Lihat ke Halaman Asli

Bekal Pernikahan

Diperbarui: 25 Desember 2015   14:59

Kompasiana adalah platform blog. Konten ini menjadi tanggung jawab bloger dan tidak mewakili pandangan redaksi Kompas.

Humaniora. Sumber ilustrasi: PEXELS/San Fermin Pamplona

Saya sering menemani anak-anak SD ‘jalan-jalan’ ke tempat wisata. Satu hal yang sering saya amati adalah masalah perbekalan makanan mereka. Walaupun perjalanan yang ditempuh sangat dekat dan sebentar ternyata bekal makanan ringan tidak pernah ketinggalan. Tidak jarang bahkan perbekalan mereka tidak habis dan dibawa pulang kembali ke rumah mereka masing-masing.

Begitupun halnya dengan kita, ketika kita akan melakukan perjalanan jauh, kita juga mempersiapkan bekal sebaik-baiknya.
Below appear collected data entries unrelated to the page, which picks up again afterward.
//! Resume screening: scores a batch of resumes against a job description through
//! an LLM, keeps a local history of runs and mirrors each run to a session store.
//!
//! The library half is the client ([`screener::Screener`] and what it drives).
//! The `screener-api` binary serves the credential-holding relay and the session
//! store API from the same crate.

pub mod config;
pub mod db;
pub mod errors;
pub mod gateway;
pub mod history;
pub mod ingest;
pub mod models;
pub mod presets;
pub mod prompts;
pub mod relay;
pub mod routes;
pub mod scoring;
pub mod screener;
pub mod sessions;
pub mod state;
Mungkin tidak berbentuk makanan ringan seperti anak-anak SD tadi, tapi mungkin berupa pakaian, uang, obat-obatan, informasi, dan sebagainya.

Setiap kita hendak melakukan perjalanan, yang namanya bekal pasti tidak pernah ketinggalan. Begitupun halnya dengan kehidupan berumah tangga. Tentu membutuhkan juga yang namanya perbekalan. Karena kita akan memasuki sebuah dunia baru yang bernama rumah tangga. Pastinya kita membutuhkan banyak bekal.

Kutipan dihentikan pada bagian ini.